The Light Box – Fat Boy Dancing and We Do Not Unhappen

Enter a lush, idiosyncratic and violent world that was formed when a woman ran away with a bird.
Jessica Keath
Published on July 15, 2013

Overview

Natalia Savvides' The Light Box is a creation story that matches the wit and charm of the Church of the Flying Spaghetti Monster. It's nice to have mythological options. Why not start with the unhappy union between woman and toucan? Creationists, if you can have your fun with Adam and Eve, playwrights can have theirs too.

The fable is exotic and whimsical with turns down violent and desperate paths. The piece defies synopsis but, in short, a young woman called Ethel (Hannah Barlow) wets herself in a psych ward, American Annie (Stephanie King) cannot control her discursiveness, a magnetic toucan (Dean Mason) seduces Lesley and a man made of Spoons (Tom Christophersen) fails in his job as a psychiatrist. There are also stuffed birds and blood.

Director James Dalton and set designer Dylan Tonkin have wrangled the shallow space at 107 Projects on Redfern Street into a menagerie in the round, with a curtain of white birds demarcating the space. Benjamin Brockman's lighting design further defines the landscape of the tale: the four corners of the psych ward, the diagonal deck of the cruise liner, the cafe where Ethel inflicts desert spoon retribution on Annie for talking too much.

The play is a creation story as romance, similar to the beautiful animation within Hedwig and the Angry Inch, Origin of Love. With romantic love comes passion and attending violence, but in The Light Box, the climactic moments expire into the ether, with characters remarking that their transgressions are never as satisfying as they had expected. This is an esoteric kind of catharsis, a meditation on boredom and silence as much as love and violence. Incontinent Ethel is the silent opposite of cacophonous Annie and their contrast is accurately realised by Hannah Barlow and Stephanie King respectively.

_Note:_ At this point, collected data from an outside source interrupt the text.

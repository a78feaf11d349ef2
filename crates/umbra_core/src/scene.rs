//! Scene description and render settings.
//!
//! A `Scene` is everything a render request carries: camera, things and
//! settings. The accumulated `Raster` lives alongside but never goes over
//! the wire.

use std::time::{SystemTime, UNIX_EPOCH};

use glam::DVec3;
use serde::{Deserialize, Serialize};

use crate::camera::Camera;
use crate::color::Color;
use crate::error::CoreResult;
use crate::raster::{AlphaMode, Raster};
use crate::thing::Thing;

/// Shadow-catcher tuning.
#[derive(Debug, Clone, Copy, PartialEq, Serialize, Deserialize)]
#[serde(default)]
pub struct ShadowSettings {
    /// Alpha upper limit on catcher surfaces (the dark center).
    pub high: f64,
    /// Alpha below this is dropped (penumbra cut-off).
    pub low: f64,
    /// Divides the brightness seen from a catcher before it lowers alpha.
    pub divisor: f64,
    /// Fraction of a light's bounding radius used to jitter shadow rays.
    pub radius: f64,
}

impl Default for ShadowSettings {
    fn default() -> Self {
        Self {
            high: 0.6,
            low: 0.05,
            divisor: 3.0,
            radius: 0.5,
        }
    }
}

/// Render configuration.
#[derive(Debug, Clone, PartialEq, Serialize, Deserialize)]
#[serde(default)]
pub struct RenderSettings {
    /// Image width in pixels
    pub width: u32,
    /// Image height in pixels
    pub height: u32,
    /// Number of passes to accumulate (0 = until stopped)
    pub passes: u32,
    /// Jittered samples per pixel per pass
    pub samples: u32,
    /// Scatter events allowed after the primary hit
    pub bounces: u32,
    /// Max marching distance from a ray's origin
    pub horizon: f64,
    /// Distance below which a ray counts as hitting a surface
    pub threshold: f64,
    /// Color of rays that escape the scene
    pub ambient: Color,
    pub shadow: ShadowSettings,
    /// Row worker threads (0 = all cores)
    pub workers: usize,
    /// Opaque background for resolve; `None` keeps it transparent
    pub background: Option<Color>,
}

impl Default for RenderSettings {
    fn default() -> Self {
        Self {
            width: 1280,
            height: 720,
            passes: 10,
            samples: 1,
            bounces: 4,
            horizon: 100_000.0,
            threshold: 0.0001,
            ambient: DVec3::splat(0.05),
            shadow: ShadowSettings::default(),
            workers: 0,
            background: None,
        }
    }
}

impl RenderSettings {
    /// How resolve should treat alpha for these settings.
    pub fn alpha_mode(&self) -> AlphaMode {
        match self.background {
            Some(color) => AlphaMode::Background(color),
            None => AlphaMode::Shadow {
                low: self.shadow.low,
                high: self.shadow.high,
            },
        }
    }

    /// What a primary ray that hits nothing adds to its pixel.
    ///
    /// Zero under a background, so resolve can tell misses apart and show
    /// the background there.
    pub fn miss_color(&self) -> Color {
        match self.background {
            Some(_) => DVec3::ZERO,
            None => self.ambient,
        }
    }
}

/// A complete render request.
#[derive(Debug, Clone, Default, Serialize, Deserialize)]
#[serde(default)]
pub struct Scene {
    /// Root random seed (0 = derive from the clock)
    pub seed: u64,
    pub camera: Camera,
    pub things: Vec<Thing>,
    pub settings: RenderSettings,

    /// Accumulated samples; owned by whoever merges passes
    #[serde(skip)]
    pub raster: Raster,
}

impl Scene {
    pub fn new(camera: Camera, settings: RenderSettings) -> Self {
        Self {
            seed: 0,
            camera,
            things: Vec::new(),
            settings,
            raster: Raster::default(),
        }
    }

    pub fn with_seed(mut self, seed: u64) -> Self {
        self.seed = seed;
        self
    }

    pub fn add(&mut self, thing: Thing) {
        self.things.push(thing);
    }

    /// The seed to render with, substituting the clock for 0.
    pub fn effective_seed(&self) -> u64 {
        if self.seed != 0 {
            return self.seed;
        }
        let nanos = SystemTime::now()
            .duration_since(UNIX_EPOCH)
            .map(|d| d.as_nanos() as u64)
            .unwrap_or(1);
        log::debug!("Seeding render from clock: {}", nanos);
        nanos.max(1)
    }

    /// Clone the things with their distance functions compiled.
    pub fn prepared_things(&self) -> Vec<Thing> {
        let mut things = self.things.clone();
        for thing in &mut things {
            if !thing.is_prepared() {
                thing.prepare();
            }
        }
        things
    }

    /// Empty raster sized for these settings.
    pub fn blank_raster(&self) -> Raster {
        Raster::new(self.settings.width, self.settings.height)
    }

    /// Add a pass into the scene's raster, sizing it first if empty.
    pub fn merge(&mut self, raster: &Raster) -> CoreResult<()> {
        if self.raster.pixels.is_empty() {
            self.raster = self.blank_raster();
        }
        self.raster.merge(raster)
    }

    /// Resolve one pixel of the accumulated raster.
    pub fn resolve(&self, x: u32, y: u32) -> [u8; 4] {
        self.raster.resolve(x, y, self.settings.alpha_mode())
    }
}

For all the hypnotic poetry here, Savvides can write good comedy. The first scene between Ethel and Spoons is very funny, not least because of the naive boldness of Spoons' outfit. Tonkin has crafted a wondrous thing, a white jacket spraying desert spoons from the sleeves and collar. Of all the utensils, the desert spoon is clearly the funniest one to have dangling from your face.

This world of tropical birds, steel drums and mating calls holds together within its own logic and Dalton's direction has the poetry rolling forward throughout. A couple of clunky transitions midway interrupt the flow, but when dealing with spoon suits and life-sized rubber toucan garb, this is perhaps unavoidable.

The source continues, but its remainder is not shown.